Jul 15, 2017 03:06 Breakthrough Initiatives Posted on: Breakthrough Initiatives

RE:
Apr 10, 2017 16:26 Stuart Heinrich Posted on: Breakthrough Initiatives

Answer:
That is a very cool camera idea. However, the amount of power generated by a such a camera would be much less than could be generated by a solar panel.

– Zac Manchester, Breakthrough Initiatives

Jul 15, 2017 03:33 Breakthrough Initiatives Posted on: Breakthrough Initiatives

RE:
Apr 29, 2017 07:45 michael.million@sky.com Posted on: Centauri Dreams

Answer:
Using ISM collisions to provide power is a really cool idea that has been discussed by a few people. It might be possible to harness the heating caused by the collisions on the front of the spacecraft.

– Zac Manchester, Breakthrough Initiatives

Oct 23, 2017 16:37 Vittorio Palmieri Posted on: Breakthrough Initiatives

Hello, you mention that the electric power of the radioactive energy source is 100'000 less than 2kW or 20mW. Also the mass budget for the battery is 150mg including the supercapacitor.

Now considering that Pu238 has a specific thermal power of about 0.5 W/g (https://energy.gov/sites/prod/files/NEGTN0NEAC_PU-238_042108.pdf), even assuming that the supercapacitor weights near to nothing, the thermal power from the 150mg radioisotope mass would be 75mW and the thermolectric conversion efficiency would be very high at 27%.

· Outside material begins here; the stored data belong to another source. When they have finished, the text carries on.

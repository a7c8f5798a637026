//! Database access facade.
//!
//! # Data Flow
//! ```text
//! MongoConfig (resolved, moved in)
//!     → Manager
//!         → Client handle
//!             → Database → Collection
//!             → driver(): mongodb::Client built from ClientOptions on first use
//! ```
//!
//! # Design Decisions
//! - No network I/O at construction; the driver client is created on the
//!   first `driver()` call and connects in the background
//! - Handles are cheap clones over shared state

pub mod client;
pub mod facade;

pub use client::{apply_config, connection_string, Client, ClientError, Collection, Database};
pub use facade::Manager;
//! Configuration loading and the `config` capability.
//!
//! # Responsibilities
//! - Read TOML documents from disk or memory
//! - Substitute `${VAR_NAME}` references in string values from the environment
//! - Overlay a named section onto an existing `MongoConfig` in place
//!
//! # Design Decisions
//! - Overlay is a deep merge of TOML tables: keys absent from the document
//!   keep whatever value the target already holds
//! - Arrays and scalars replace wholesale; only tables merge
//! - Substitution runs on parsed string values, so comments and keys are
//!   never expanded

use std::fs;
use std::path::Path;
use std::sync::LazyLock;

use regex::Regex;
use thiserror::Error;

use crate::config::schema::MongoConfig;

/// Error type for configuration loading and decoding.
#[derive(Debug, Error)]
pub enum ConfigError {
    #[error("IO error: {0}")]
    Io(#[from] std::io::Error),

    #[error("Parse error: {0}")]
    Parse(#[from] toml::de::Error),

    /// A section could not be decoded into the target type.
    #[error("Decode error in section '{section}': {message}")]
    Decode { section: String, message: String },

    /// `${VAR}` referenced an unset environment variable.
    #[error("Environment variable '{0}' is not set")]
    MissingEnv(String),
}

/// The configuration-decoding capability a host container supplies under
/// the `config` name.
pub trait ConfigManager: Send + Sync {
    /// Whether the document contains `key` (dotted paths allowed).
    fn has(&self, key: &str) -> bool;

    /// Raw value stored at `key`.
    fn get(&self, key: &str) -> Option<toml::Value>;

    /// Decode the section at `key` into `out`, overriding only the fields
    /// the section specifies.
    fn unmarshal_key(&self, key: &str, out: &mut MongoConfig) -> Result<(), ConfigError>;
}

/// `ConfigManager` backed by a parsed TOML document.
#[derive(Debug, Clone)]
pub struct TomlConfigManager {
    root: toml::Table,
}

impl TomlConfigManager {
    /// Parse a TOML document and substitute environment variables in its
    /// string values.
    pub fn parse(content: &str) -> Result<Self, ConfigError> {
        let mut root: toml::Table = toml::from_str(content)?;
        expand_table(&mut root)?;
        Ok(Self { root })
    }

    /// Load a TOML file from disk.
    pub fn from_path(path: &Path) -> Result<Self, ConfigError> {
        let content = fs::read_to_string(path)?;
        let manager = Self::parse(&content)?;
        tracing::debug!(path = %path.display(), "Configuration file loaded");
        Ok(manager)
    }

    /// Wrap an already parsed table.
    pub fn from_table(root: toml::Table) -> Self {
        Self { root }
    }

    fn lookup(&self, key: &str) -> Option<&toml::Value> {
        let mut parts = key.split('.');
        let mut current = self.root.get(parts.next()?)?;
        for part in parts {
            current = current.as_table()?.get(part)?;
        }
        Some(current)
    }
}

impl ConfigManager for TomlConfigManager {
    fn has(&self, key: &str) -> bool {
        self.lookup(key).is_some()
    }

    fn get(&self, key: &str) -> Option<toml::Value> {
        self.lookup(key).cloned()
    }

    fn unmarshal_key(&self, key: &str, out: &mut MongoConfig) -> Result<(), ConfigError> {
        let Some(section) = self.lookup(key) else {
            return Ok(());
        };
        let decode_err = |message: String| ConfigError::Decode {
            section: key.to_string(),
            message,
        };

        let mut base = toml::Value::try_from(&*out).map_err(|e| decode_err(e.to_string()))?;
        merge(&mut base, section.clone());
        *out = base.try_into().map_err(|e: toml::de::Error| decode_err(e.to_string()))?;
        Ok(())
    }
}

/// Deep-merge `overlay` into `base`. Tables merge key by key; any other
/// value replaces the base value.
fn merge(base: &mut toml::Value, overlay: toml::Value) {
    match (base, overlay) {
        (toml::Value::Table(base), toml::Value::Table(overlay)) => {
            for (key, value) in overlay {
                match base.get_mut(&key) {
                    Some(existing) => merge(existing, value),
                    None => {
                        base.insert(key, value);
                    }
                }
            }
        }
        (base, overlay) => *base = overlay,
    }
}

static ENV_PATTERN: LazyLock<Regex> = LazyLock::new(|| {
    Regex::new(r"\$\{([A-Za-z_][A-Za-z0-9_]*)\}").expect("valid env pattern")
});

fn expand_table(table: &mut toml::Table) -> Result<(), ConfigError> {
    for (_, value) in table.iter_mut() {
        expand_value(value)?;
    }
    Ok(())
}

fn expand_value(value: &mut toml::Value) -> Result<(), ConfigError> {
    match value {
        toml::Value::String(text) => *text = expand_env(text)?,
        toml::Value::Array(items) => {
            for item in items {
                expand_value(item)?;
            }
        }
        toml::Value::Table(table) => expand_table(table)?,
        _ => {}
    }
    Ok(())
}

/// Replace `${VAR_NAME}` references with environment values.
pub fn expand_env(content: &str) -> Result<String, ConfigError> {
    let pattern = &*ENV_PATTERN;
    let mut expanded = String::with_capacity(content.len());
    let mut last = 0;
    for caps in pattern.captures_iter(content) {
        let (Some(whole), Some(name)) = (caps.get(0), caps.get(1)) else {
            continue;
        };
        let value = std::env::var(name.as_str())
            .map_err(|_| ConfigError::MissingEnv(name.as_str().to_string()))?;
        expanded.push_str(&content[last..whole.start()]);
        expanded.push_str(&value);
        last = whole.end();
    }
    expanded.push_str(&content[last..]);
    Ok(expanded)
}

Considering that thermoelectric efficiency is determined by temperature and figure of merit, which respective values have you considered?

Thanks

Dec 12, 2017 20:31 Breakthrough Initiatives Posted on: Breakthrough Initiatives

RE:
Oct 23, 2017 16:37 Vittorio Palmieri Posted on: Breakthrough Initiatives

REPLY:
Thank you for your thoughts. The power conversion efficiency at these very low power levels are around 30 percent thus we must also consider the distribution losses.